Я крепко зажмуриваюсь, но кошмарная картина по-прежнему стоит у меня перед глазами. Мадам Жюстина, запутавшаяся в веревках змея и борющаяся за жизнь. Я задаюсь вопросом, видит ли ее Жозеф каждый раз, когда закрывает глаза.
– Моя тетушка утверждала, что никто не знает, как именно она погибла. Но люди ведь видели воздушного змея?
Жозеф пожимает плечами.
– Его унесло ветром во время грозы. Возможно, отец догадывался. Но никогда не говорил ни о змее, ни о маме.

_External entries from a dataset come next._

use crate::frame_utils::{self, require, text_column};
use crate::{models::ScreeningSiteRange, Result};
use csv::ReaderBuilder;
use polars::prelude::*;
use std::fs::File;
use std::io::Read;
use std::path::Path;

pub const SCREENING_SITE: &str = "screening_site";

/// Record-id ranges sorted by start, for resolving a subject's screening site.
#[derive(Debug, Clone, Default, PartialEq)]
pub struct ScreeningSiteIndex {
    ranges: Vec<ScreeningSiteRange>,
    overlapping: bool,
}

impl ScreeningSiteIndex {
    pub fn new(mut ranges: Vec<ScreeningSiteRange>) -> Self {
        ranges.sort_by(|a, b| a.record_id_start.total_cmp(&b.record_id_start));

        let overlapping = ranges
            .windows(2)
            .any(|pair| pair[1].record_id_start <= pair[0].record_id_end);
        if overlapping {
            log::warn!("Screening site ranges overlap; subjects in shared ranges will be duplicated");
        }

        Self { ranges, overlapping }
    }

    pub fn load<P: AsRef<Path>>(path: P) -> Result<Self> {
        log::info!("Loading screening site ranges from {}", path.as_ref().display());
        let file = File::open(path)?;
        Self::from_reader(file)
    }

    pub fn from_reader<R: Read>(reader: R) -> Result<Self> {
        let mut reader = ReaderBuilder::new().has_headers(true).from_reader(reader);
        let mut ranges = Vec::new();
        for result in reader.deserialize() {
            let range: ScreeningSiteRange = result?;
            ranges.push(range);
        }
        Ok(Self::new(ranges))
    }

    pub fn ranges(&self) -> &[ScreeningSiteRange] {
        &self.ranges
    }

    pub fn is_overlapping(&self) -> bool {
        self.overlapping
    }

    /// Every site whose closed range contains `id`.
    pub fn sites_for(&self, id: f64) -> Vec<&str> {
        // ranges starting after id can never contain it
        let candidates = self.ranges.partition_point(|r| r.record_id_start <= id);
        if candidates == 0 {
            return Vec::new();
        }

        if self.overlapping {
            self.ranges[..candidates]
                .iter()
                .filter(|r| id <= r.record_id_end)
                .map(|r| r.screening_site.as_str())
                .collect()
        } else {
            let range = &self.ranges[candidates - 1];
            if id <= range.record_id_end {
                vec![range.screening_site.as_str()]
            } else {
                Vec::new()
            }
        }
    }

    /// Attach `screening_site` to each row of `df` by range containment on `id_col`.
    ///
    /// Output columns are `id_col`, `screening_site`, then the remaining columns. Rows whose id
    /// lies in no range are dropped; rows in several ranges appear once per range.
    pub fn attach(&self, df: &DataFrame, id_col: &str) -> Result<DataFrame> {
        let ids = require(df, id_col)?.cast(&DataType::Float64)?;

        let mut rows = Vec::with_capacity(df.height());
        let mut sites = Vec::with_capacity(df.height());
        let mut unmatched = 0usize;
        let mut duplicated = 0usize;

        for (row, id) in ids.f64()?.iter().enumerate() {
            let matches = id.map(|id| self.sites_for(id)).unwrap_or_default();
            match matches.len() {
                0 => unmatched += 1,
                1 => {}
                _ => duplicated += 1,
            }
            for site in matches {
                rows.push(row);
                sites.push(Some(site.to_string()));
            }
        }

        if unmatched > 0 {
            log::warn!("{} rows matched no screening site range and were dropped", unmatched);
        }
        if duplicated > 0 {
            log::warn!("{} rows matched more than one screening site range", duplicated);
        }

        let mut joined = frame_utils::take_rows(df, &rows)?;
        frame_utils::move_column(&mut joined, id_col, 0)?;
        joined.insert_column(1, text_column(SCREENING_SITE, sites))?;
        Ok(joined)
    }
}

Он замирает, изучая балки на потолке, после чего вновь обращает взгляд на меня.
– Ты мне не веришь.
– Не то чтобы…
– Недавно ты спросила меня, зачем тебе выдумывать такие ужасы, как смерть сестры. Ну а мне зачем? Для чего мне убивать родную мать? Мне было одиннадцать, Софи. Она была для меня всем.
Жозеф сжимает широкие губы, опускает голову, и тусклые волосы заслоняют ему лицо. Я часто ошибалась на его счет, но, по крайней мере, в эту минуту знаю, что он говорит правду.
Думая о том, что он только что рассказал, я на мгновение представляю, как подхожу к нему и обнимаю. Но потом вспоминаю, чтó он сделал с моей сестрой, и разворачиваюсь к двери.
– Прощайте, Жозеф.
– Софи! – хрипло бормочет он. – Мне правда жаль…
Я закрываю за собой дверь комнаты в башне и спускаюсь по лестнице, на ходу развязывая зеленую ленту, подаренную мне Жозефом много лет назад. Я ожидала, что сегодня вечером поквитаюсь с мадам. А поквиталась с ним.
Добравшись до вестибюля, я вижу, что большинство свечей в огромных, похожих на солнца люстрах, догорели. В помещении царит сумрак. Но еще не настолько темно, чтобы я не смогла разглядеть на пороге какой‑то пушистый шарик, совсем крошечный по сравнению с огромными входными дверями.
– Где, скажи на милость, ты был? – шепчу я, охваченная жалостью к маленькому созданию, которое теперь совершенно одно в этом мире. Любимый песик мадам Ортанс. Я просовываю под него ладони и поднимаю на руки. Интересно, помнит ли он, что всего несколько часов назад я приставила к его горлу нож?